DeFi aims to eliminate financial institutions and third-party middlemen in various financial services like lending, trading, and more. It also aims to make these financial services faster, significantly reduce fees, and eliminate barriers to entry.
So how do DeFi apps work, and how exactly are they different from traditional financial services?
How do DeFi Apps Work?
DeFi apps use “smart contracts” to facilitate trustless peer-to-peer transactions. These smart contracts allow users to conduct various financial transactions (like lending, borrowing, and trading) without the need to involve a third party – like a bank or PayPal.
These transactions are secured using blockchain technology, similar to that used by Bitcoin and other cryptocurrencies.
DeFi applications (or dApps) use cryptocurrencies (like Ether and USDC) instead of fiat currencies (like US Dollars) to conduct transactions.
To use DeFi applications, all you need is a crypto wallet and some cryptocurrency.
While the majority of decentralized finance applications are built on the Ethereum network, other networks like Solana, Binance Smart Chain, and Cardano are competing for their slice of the DeFi pie.
According to DeFiPulse, there is currently $27.21 billion total value locked (TVL) in the DeFi ecosystem at the time of writing.
What is a Smart Contract?
A smart contract is code that enables autonomous peer-to-peer transactions when specified conditions are met.
Smart contracts allow completely trustless transactions between complete strangers. The transaction only occurs at the time the smart contract confirms both parties have fulfilled their specified obligations.
Once transactions have been completed, smart contracts record the details of each transaction to a blockchain (a transparent, permanent digital ledger). This process helps ensure the security and accountability of transactions performed on DeFi applications.
While there are many competing programming languages, the most popular language used to create smart contracts today is Solidity.
The DeFi Application Stack
In normal applications, you only see and interact with the top layer. Under the hood, there are many complex processes and services required for the application to run properly.
Decentralized finance applications are no exception, though their technology stack is a little different. Here’s a simplified breakdown of how it all works:
- Blockchain layer: at the base level is the blockchain layer, which provides security and standards for the applications built on top of it. This layer consists of the blockchain network itself and the network’s native asset.
- Asset layer: the asset layer handles all the crypto assets and tokens on the native blockchain.

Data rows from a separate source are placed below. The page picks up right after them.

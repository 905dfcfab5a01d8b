//! Error types for the propagation engine.
//!
//! Only a handful of operations can fail from the caller's point of view:
//! store creation (name policy), store writes (middleware), and computed
//! reads (evaluation). Persistence and hydration problems are logged and
//! swallowed; they never show up here unless a caller asks for them
//! explicitly (e.g. by calling a persistence backend directly).

use thiserror::Error;

/// Result alias used throughout the crate.
pub type Result<T> = std::result::Result<T, StateError>;

/// Errors produced by signals, stores and the snapshot codec.
#[derive(Debug, Clone, PartialEq, Eq, Error)]
pub enum StateError {
    /// A store with this name already exists and the registry rejects duplicates.
    #[error("store `{0}` is already registered")]
    DuplicateStore(String),

    /// A store with this name exists but holds a different value type.
    #[error("store `{name}` is registered with value type `{existing}`, not `{requested}`")]
    TypeMismatch {
        name: String,
        existing: &'static str,
        requested: &'static str,
    },

    /// A middleware aborted a write.
    #[error("middleware rejected write to `{store}`: {reason}")]
    Middleware { store: String, reason: String },

    /// A computed signal's evaluation function failed.
    #[error("computation failed: {0}")]
    Compute(String),

    /// A computed signal read itself while evaluating.
    #[error("cyclic dependency while evaluating computed #{0}")]
    Cycle(u64),

    /// Encoding or decoding a snapshot or store value failed.
    #[error("codec error: {0}")]
    Codec(String),

    /// A persistence backend failed.
    #[error("persistence error: {0}")]
    Persistence(String),

    /// Configuration could not be parsed.
    #[error("configuration error: {0}")]
    Config(String),

    /// The owning registry or unit has been dropped.
    #[error("`{0}` has been disposed")]
    Disposed(String),
}

impl StateError {
    /// Wrap any displayable failure as a computation error.
    pub fn compute(err: impl std::fmt::Display) -> Self {
        Self::Compute(err.to_string())
    }

    /// Build a middleware rejection for the given store.
    pub fn middleware(store: impl Into<String>, reason: impl Into<String>) -> Self {
        Self::Middleware {
            store: store.into(),
            reason: reason.into(),
        }
    }
}

impl From<serde_json::Error> for StateError {
    fn from(err: serde_json::Error) -> Self {
        Self::Codec(err.to_string())
    }
}

impl From<rmp_serde::encode::Error> for StateError {
    fn from(err: rmp_serde::encode::Error) -> Self {
        Self::Codec(err.to_string())
    }
}

impl From<rmp_serde::decode::Error> for StateError {
    fn from(err: rmp_serde::decode::Error) -> Self {
        Self::Codec(err.to_string())
    }
}

impl From<std::io::Error> for StateError {
    fn from(err: std::io::Error) -> Self {
        Self::Persistence(err.to_string())
    }
}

- Protocol layer: the protocol layer establishes standards and regulates smart contracts.
- Application layer: at the application layer, the user interface (UI) enables users to interact with smart contracts without knowing how to use a command line interface.

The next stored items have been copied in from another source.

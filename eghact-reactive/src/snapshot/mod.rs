//! Snapshot Codec
//!
//! A snapshot is the state of every exportable store in a registry, plus the
//! configuration fingerprint that was active when it was captured. It is the
//! contract between a server that renders with some state and a client that
//! hydrates from it.
//!
//! # Wire Format
//!
//! ```json
//! {
//!   "cart":   { "value": [], "version": 0, "timestamp": 1700000000000 },
//!   "locale": { "value": "es", "version": 1, "timestamp": 1700000000123 },
//!   "__config": { "defaultKey": "en", "supportedKeys": ["en", "es"] }
//! }
//! ```
//!
//! Store entries are written in name order and `__config` comes last, so the
//! same state always encodes to the same bytes.
//!
//! # Leniency
//!
//! Decoding fails only when the input is not an object at all. Entries with
//! the wrong shape are dropped with a warning, missing `version`/`timestamp`
//! default to 0, and a missing or partial `__config` leaves the receiving
//! configuration alone.

mod restore;

pub use restore::{HydrateOutcome, RestoreMode, RestoreReport};

use std::collections::BTreeMap;

use serde::de::Error as _;
use serde::ser::SerializeMap;
use serde::{Deserialize, Deserializer, Serialize, Serializer};
use serde_json::{Map, Value};
use tracing::warn;

use crate::config::ConfigPatch;
use crate::error::{Result, StateError};

/// Key under which the configuration fingerprint travels.
pub const CONFIG_KEY: &str = "__config";

/// Largest encoded snapshot accepted by the decoders.
pub const MAX_SNAPSHOT_BYTES: usize = 64 * 1024 * 1024;

/// One store's entry in a snapshot.
#[derive(Debug, Clone, PartialEq, Serialize, Deserialize)]
pub struct StoreState {
    pub value: Value,
    #[serde(default)]
    pub version: u64,
    #[serde(default)]
    pub timestamp: u64,
}

impl StoreState {
    pub fn new(value: Value, version: u64, timestamp: u64) -> Self {
        Self {
            value,
            version,
            timestamp,
        }
    }
}

/// Captured state of a registry.
#[derive(Debug, Clone, Default, PartialEq)]
pub struct Snapshot {
    stores: BTreeMap<String, StoreState>,
    config: Option<ConfigPatch>,
}

impl Snapshot {
    pub fn new() -> Self {
        Self::default()
    }

    pub fn insert(&mut self, name: impl Into<String>, state: StoreState) -> Option<StoreState> {
        self.stores.insert(name.into(), state)
    }

    pub fn remove(&mut self, name: &str) -> Option<StoreState> {
        self.stores.remove(name)
    }

    pub fn get(&self, name: &str) -> Option<&StoreState> {
        self.stores.get(name)
    }

    /// Store entries in name order.
    pub fn stores(&self) -> impl Iterator<Item = (&str, &StoreState)> {
        self.stores.iter().map(|(name, state)| (name.as_str(), state))
    }

    pub fn names(&self) -> impl Iterator<Item = &str> {
        self.stores.keys().map(String::as_str)
    }

    pub fn len(&self) -> usize {
        self.stores.len()
    }

    pub fn is_empty(&self) -> bool {
        self.stores.is_empty()
    }

    pub fn config(&self) -> Option<&ConfigPatch> {
        self.config.as_ref()
    }

    pub fn set_config(&mut self, config: Option<ConfigPatch>) {
        self.config = config;
    }

    pub fn with_config(mut self, config: impl Into<ConfigPatch>) -> Self {
        self.config = Some(config.into());
        self
    }

    /// Decode from a JSON value, skipping malformed entries.
    pub fn from_value(value: Value) -> Result<Self> {
        let Value::Object(map) = value else {
            return Err(StateError::Codec(format!(
                "snapshot must be a JSON object, got {}",
                kind(&value)
            )));
        };
        Ok(Self::from_map(map))
    }

    fn from_map(map: Map<String, Value>) -> Self {
        let mut snapshot = Self::new();
        for (name, entry) in map {
            if name == CONFIG_KEY {
                snapshot.config = Some(ConfigPatch::from_value(&entry));
                continue;
            }
            match serde_json::from_value::<StoreState>(entry) {
                Ok(state) => {
                    snapshot.stores.insert(name, state);
                }
                Err(err) => warn!(store = %name, error = %err, "skipping malformed snapshot entry"),
            }
        }
        snapshot
    }

    pub fn to_value(&self) -> Result<Value> {
        Ok(serde_json::to_value(self)?)
    }

    /// Compact JSON, byte-stable for equal snapshots.
    pub fn to_json(&self) -> Result<String> {
        Ok(serde_json::to_string(self)?)
    }

    pub fn to_json_pretty(&self) -> Result<String> {
        Ok(serde_json::to_string_pretty(self)?)
    }

    /// JSON that can be placed inside an HTML `<script>` element as-is.
    ///
    /// `<`, `>`, `&`, U+2028 and U+2029 are written as `\uXXXX` escapes.
    /// Those characters only occur inside JSON strings, where the escapes
    /// decode back to the same text.
    pub fn to_embedded_json(&self) -> Result<String> {
        let json = self.to_json()?;
        let mut out = String::with_capacity(json.len());
        for c in json.chars() {
            match c {
                '<' => out.push_str("\\u003c"),
                '>' => out.push_str("\\u003e"),
                '&' => out.push_str("\\u0026"),
                '\u{2028}' => out.push_str("\\u2028"),
                '\u{2029}' => out.push_str("\\u2029"),
                c => out.push(c),
            }
        }
        Ok(out)
    }

    /// Decode from JSON text. Fails only if the text is not a JSON object.
    pub fn from_json(text: &str) -> Result<Self> {
        check_size(text.len())?;
        Self::from_value(serde_json::from_str(text)?)
    }

    /// Compact binary encoding (MessagePack, named fields).
    pub fn to_msgpack(&self) -> Result<Vec<u8>> {
        Ok(rmp_serde::to_vec_named(self)?)
    }

    pub fn from_msgpack(bytes: &[u8]) -> Result<Self> {
        check_size(bytes.len())?;
        Ok(rmp_serde::from_slice(bytes)?)
    }
}

fn check_size(len: usize) -> Result<()> {
    if len > MAX_SNAPSHOT_BYTES {
        return Err(StateError::Codec(format!(
            "snapshot is {len} bytes (limit {MAX_SNAPSHOT_BYTES})"
        )));
    }
    Ok(())
}

fn kind(value: &Value) -> &'static str {
    match value {
        Value::Null => "null",
        Value::Bool(_) => "a boolean",
        Value::Number(_) => "a number",
        Value::String(_) => "a string",
        Value::Array(_) => "an array",
        Value::Object(_) => "an object",
    }
}

impl Serialize for Snapshot {
    fn serialize<S: Serializer>(&self, serializer: S) -> std::result::Result<S::Ok, S::Error> {
        let len = self.stores.len() + usize::from(self.config.is_some());
        let mut map = serializer.serialize_map(Some(len))?;
        for (name, state) in &self.stores {
            map.serialize_entry(name, state)?;
        }
        if let Some(config) = &self.config {
            map.serialize_entry(CONFIG_KEY, config)?;
        }
        map.end()
    }
}

impl<'de> Deserialize<'de> for Snapshot {
    fn deserialize<D: Deserializer<'de>>(deserializer: D) -> std::result::Result<Self, D::Error> {
        let value = Value::deserialize(deserializer)?;
        Snapshot::from_value(value).map_err(D::Error::custom)
    }
}

#[cfg(test)]
mod tests {
    use super::*;
    use crate::config::RegistryConfig;
    use serde_json::json;

    fn sample() -> Snapshot {
        let mut snapshot = Snapshot::new().with_config(RegistryConfig::default().fingerprint());
        snapshot.insert("locale", StoreState::new(json!("es"), 1, 1_000));
        snapshot.insert("cart", StoreState::new(json!([{ "qty": 2, "sku": "a1" }]), 3, 900));
        snapshot
    }

    #[test]
    fn json_is_sorted_with_config_last() {
        let json = sample().to_json().unwrap();
        assert_eq!(
            json,
            r#"{"cart":{"value":[{"qty":2,"sku":"a1"}],"version":3,"timestamp":900},"locale":{"value":"es","version":1,"timestamp":1000},"__config":{"defaultKey":"en","supportedKeys":["en"]}}"#
        );
    }

    #[test]
    fn encoding_is_byte_stable() {
        let a = sample();
        let b = Snapshot::from_json(&a.to_json().unwrap()).unwrap();
        assert_eq!(a, b);
        assert_eq!(a.to_json().unwrap(), b.to_json().unwrap());
    }

    #[test]
    fn malformed_entries_are_skipped() {
        let snapshot = Snapshot::from_json(
            r#"{ "ok": { "value": 1 }, "bad": 7, "worse": { "value": 1, "version": "two" } }"#,
        )
        .unwrap();

        assert_eq!(snapshot.names().collect::<Vec<_>>(), vec!["ok"]);
        assert_eq!(snapshot.get("ok").unwrap().version, 0);
        assert!(snapshot.config().is_none());
    }

    #[test]
    fn non_object_input_is_rejected() {
        assert!(matches!(Snapshot::from_json("[1, 2]"), Err(StateError::Codec(_))));
        assert!(matches!(Snapshot::from_json("not json"), Err(StateError::Codec(_))));
    }

    #[test]
    fn partial_config_keeps_only_present_fields() {
        let snapshot = Snapshot::from_json(r#"{ "__config": { "defaultKey": "de" } }"#).unwrap();
        let config = snapshot.config().unwrap();
        assert_eq!(config.default_key.as_deref(), Some("de"));
        assert_eq!(config.supported_keys, None);
    }

    #[test]
    fn embedded_json_escapes_html_sensitive_characters() {
        let mut snapshot = Snapshot::new();
        snapshot.insert(
            "bio",
            StoreState::new(json!("</script><b>&\u{2028}"), 1, 0),
        );

        let embedded = snapshot.to_embedded_json().unwrap();
        assert!(!embedded.contains('<'));
        assert!(!embedded.contains('>'));
        assert!(!embedded.contains('&'));
        assert!(!embedded.contains('\u{2028}'));

        let decoded = Snapshot::from_json(&embedded).unwrap();
        assert_eq!(decoded, snapshot);
    }

    #[test]
    fn msgpack_carries_the_same_state() {
        let snapshot = sample();
        let bytes = snapshot.to_msgpack().unwrap();
        assert_eq!(Snapshot::from_msgpack(&bytes).unwrap(), snapshot);
    }
}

- Aggregation layer: at this layer, aggregators provide simplified access to various DeFi protocols and applications in one place.

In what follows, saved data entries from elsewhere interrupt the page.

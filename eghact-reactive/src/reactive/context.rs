//! Evaluation Context
//!
//! The evaluation context tracks which computation is currently running so
//! that reads can be recorded as dependencies.
//!
//! # Implementation
//!
//! The stacks live inside the [`Runtime`], one per thread, not in a
//! thread-local: a computation only ever sees frames pushed against the
//! runtime it was created with, on the thread it is running on. Entering a
//! context pushes a frame; the returned guard pops it when finished or
//! dropped, so the stack stays balanced even if the computation panics.
//!
//! Nested contexts are supported (a computed that reads another computed
//! evaluates the inner one in its own frame).

use std::marker::PhantomData;

use tracing::trace;

use super::runtime::{Dependency, DependencyList, Runtime};
use super::subscriber::SubscriberId;

/// An entry in the evaluation context stack.
pub(crate) struct Frame {
    /// The computation this frame belongs to; `None` for untracked scopes.
    pub(crate) subscriber_id: Option<SubscriberId>,
    pub(crate) tracking: bool,
    /// Sources read during this computation, first read wins.
    pub(crate) dependencies: DependencyList,
}

impl Frame {
    pub(crate) fn tracked(subscriber_id: SubscriberId) -> Self {
        Self {
            subscriber_id: Some(subscriber_id),
            tracking: true,
            dependencies: DependencyList::new(),
        }
    }

    pub(crate) fn untracked() -> Self {
        Self {
            subscriber_id: None,
            tracking: false,
            dependencies: DependencyList::new(),
        }
    }

    pub(crate) fn record(&mut self, dependency: Dependency) {
        if !self.tracking {
            return;
        }
        let id = dependency.source_id();
        if self.dependencies.iter().all(|dep| dep.source_id() != id) {
            self.dependencies.push(dependency);
        }
    }
}

/// Guard for one evaluation. Pops its frame when finished or dropped.
///
/// The guard stays on the thread that entered it.
pub struct EvalContext<'rt> {
    runtime: &'rt Runtime,
    subscriber_id: SubscriberId,
    finished: bool,
    _thread_bound: PhantomData<*const ()>,
}

impl<'rt> EvalContext<'rt> {
    /// Enter a new evaluation context for the given subscriber.
    ///
    /// While this context is active, any source read through `runtime`
    /// is recorded as a dependency of the subscriber.
    pub fn enter(runtime: &'rt Runtime, subscriber_id: SubscriberId) -> Self {
        runtime.push_frame(Frame::tracked(subscriber_id));
        Self {
            runtime,
            subscriber_id,
            finished: false,
            _thread_bound: PhantomData,
        }
    }

    pub fn subscriber_id(&self) -> SubscriberId {
        self.subscriber_id
    }

    /// Leave the context and take the dependencies it collected.
    pub fn finish(mut self) -> Vec<Dependency> {
        self.finished = true;
        self.pop().into_vec()
    }

    pub(crate) fn finish_list(mut self) -> DependencyList {
        self.finished = true;
        self.pop()
    }

    fn pop(&self) -> DependencyList {
        match self.runtime.pop_frame() {
            Some(frame) => {
                debug_assert_eq!(
                    frame.subscriber_id,
                    Some(self.subscriber_id),
                    "EvalContext mismatch"
                );
                trace!(
                    subscriber = self.subscriber_id.raw(),
                    dependencies = frame.dependencies.len(),
                    "evaluation finished"
                );
                frame.dependencies
            }
            None => DependencyList::new(),
        }
    }
}

impl Drop for EvalContext<'_> {
    fn drop(&mut self) {
        if !self.finished {
            self.pop();
        }
    }
}

#[cfg(test)]
mod tests {
    use super::*;
    use crate::reactive::Signal;

    #[test]
    fn context_tracks_subscriber() {
        let runtime = Runtime::new();
        let id = SubscriberId::new();

        assert!(!runtime.is_tracking());
        assert!(runtime.current_subscriber().is_none());

        {
            let _ctx = EvalContext::enter(&runtime, id);
            assert!(runtime.is_tracking());
            assert_eq!(runtime.current_subscriber(), Some(id));
        }

        // Context should be cleaned up after drop
        assert!(!runtime.is_tracking());
        assert_eq!(runtime.context_depth(), 0);
    }

    #[test]
    fn context_collects_each_source_once() {
        let runtime = Runtime::new();
        let a = Signal::new(&runtime, 1);
        let b = Signal::new(&runtime, 2);

        let ctx = EvalContext::enter(&runtime, SubscriberId::new());
        a.get();
        b.get();
        a.get();
        let deps = ctx.finish();

        let ids: Vec<u64> = deps.iter().map(|d| d.source_id()).collect();
        assert_eq!(ids, vec![a.id(), b.id()]);
    }

    #[test]
    fn nested_contexts() {
        let runtime = Runtime::new();
        let outer_signal = Signal::new(&runtime, "outer");
        let inner_signal = Signal::new(&runtime, "inner");
        let id1 = SubscriberId::new();
        let id2 = SubscriberId::new();

        let outer = EvalContext::enter(&runtime, id1);
        outer_signal.get();
        {
            let inner = EvalContext::enter(&runtime, id2);
            assert_eq!(runtime.current_subscriber(), Some(id2));
            inner_signal.get();
            let deps = inner.finish();
            assert_eq!(deps.len(), 1);
            assert_eq!(deps[0].source_id(), inner_signal.id());
        }

        // After inner context finishes, outer should be current
        assert_eq!(runtime.current_subscriber(), Some(id1));
        let deps = outer.finish();
        assert_eq!(deps.len(), 1);
        assert_eq!(deps[0].source_id(), outer_signal.id());
    }

    #[test]
    fn runtimes_are_isolated() {
        let rt_a = Runtime::new();
        let rt_b = Runtime::new();
        let signal_b = Signal::new(&rt_b, 0);

        let ctx = EvalContext::enter(&rt_a, SubscriberId::new());
        signal_b.get();
        assert!(ctx.finish().is_empty());
    }

    #[test]
    fn threads_keep_separate_stacks() {
        use std::sync::{Arc, Barrier};

        let runtime = Runtime::new();
        let barrier = Arc::new(Barrier::new(2));

        let handles: Vec<_> = (0..2)
            .map(|_| {
                let runtime = runtime.clone();
                let barrier = barrier.clone();
                std::thread::spawn(move || {
                    let own = Signal::new(&runtime, 0);
                    let ctx = EvalContext::enter(&runtime, SubscriberId::new());
                    // Both threads are inside a context here.
                    barrier.wait();
                    own.get();
                    assert_eq!(runtime.context_depth(), 1);
                    barrier.wait();
                    let deps = ctx.finish();
                    assert_eq!(deps.len(), 1);
                    assert_eq!(deps[0].source_id(), own.id());
                })
            })
            .collect();

        for handle in handles {
            handle.join().unwrap();
        }
        assert_eq!(runtime.context_depth(), 0);
        assert!(!runtime.is_tracking());
    }
}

How are DeFi Apps Different from Centralized Finance?
DeFi protocols aim to be better than their centralized finance counterparts in a few ways:
- Faster transaction processing – Cryptocurrency payments settle in just minutes compared to hours or days when using some traditional financial services.
- Much lower fees – Traditional financial services often charge hefty fees to wire money internationally. Cryptocurrency transaction fees are usually substantially lower.
- Higher interest rates – DeFi protocols often provide significantly higher interest rates on your funds than traditional financial institutions.
- No centralized party in control – Traditional financial institutions have the ability to block you from spending your money, or close your account altogether. With DeFi, no centralized entity or third party can prevent you from accessing the network or using your funds.
- Reduce / eliminate barriers to entry – DeFi applications don’t require ID confirmation or any personal information to register; all you need is a cryptocurrency wallet.
Staying Safe in DeFi
Unfortunately, the DeFi space is still very early and can lack some critical oversight and regulation. This has led to some major financial losses among investors, with scams, low-quality projects, and cash grabs running rampant in the industry.
The DeFi space can also be very complex, especially for newcomers. It’s important to understand the basics of cryptocurrencies, smart contracts, and other DeFi services before attempting to make any purchases or trades.
DeFi, and cryptocurrencies in general, can also be very volatile. For example, the Terra LUNA stablecoin recently made headlines after its price crashed 99.9% over 48 hours.
Always conduct your own research on any tokens, NFTs, or protocols before investing, and never invest more than you’re willing to lose.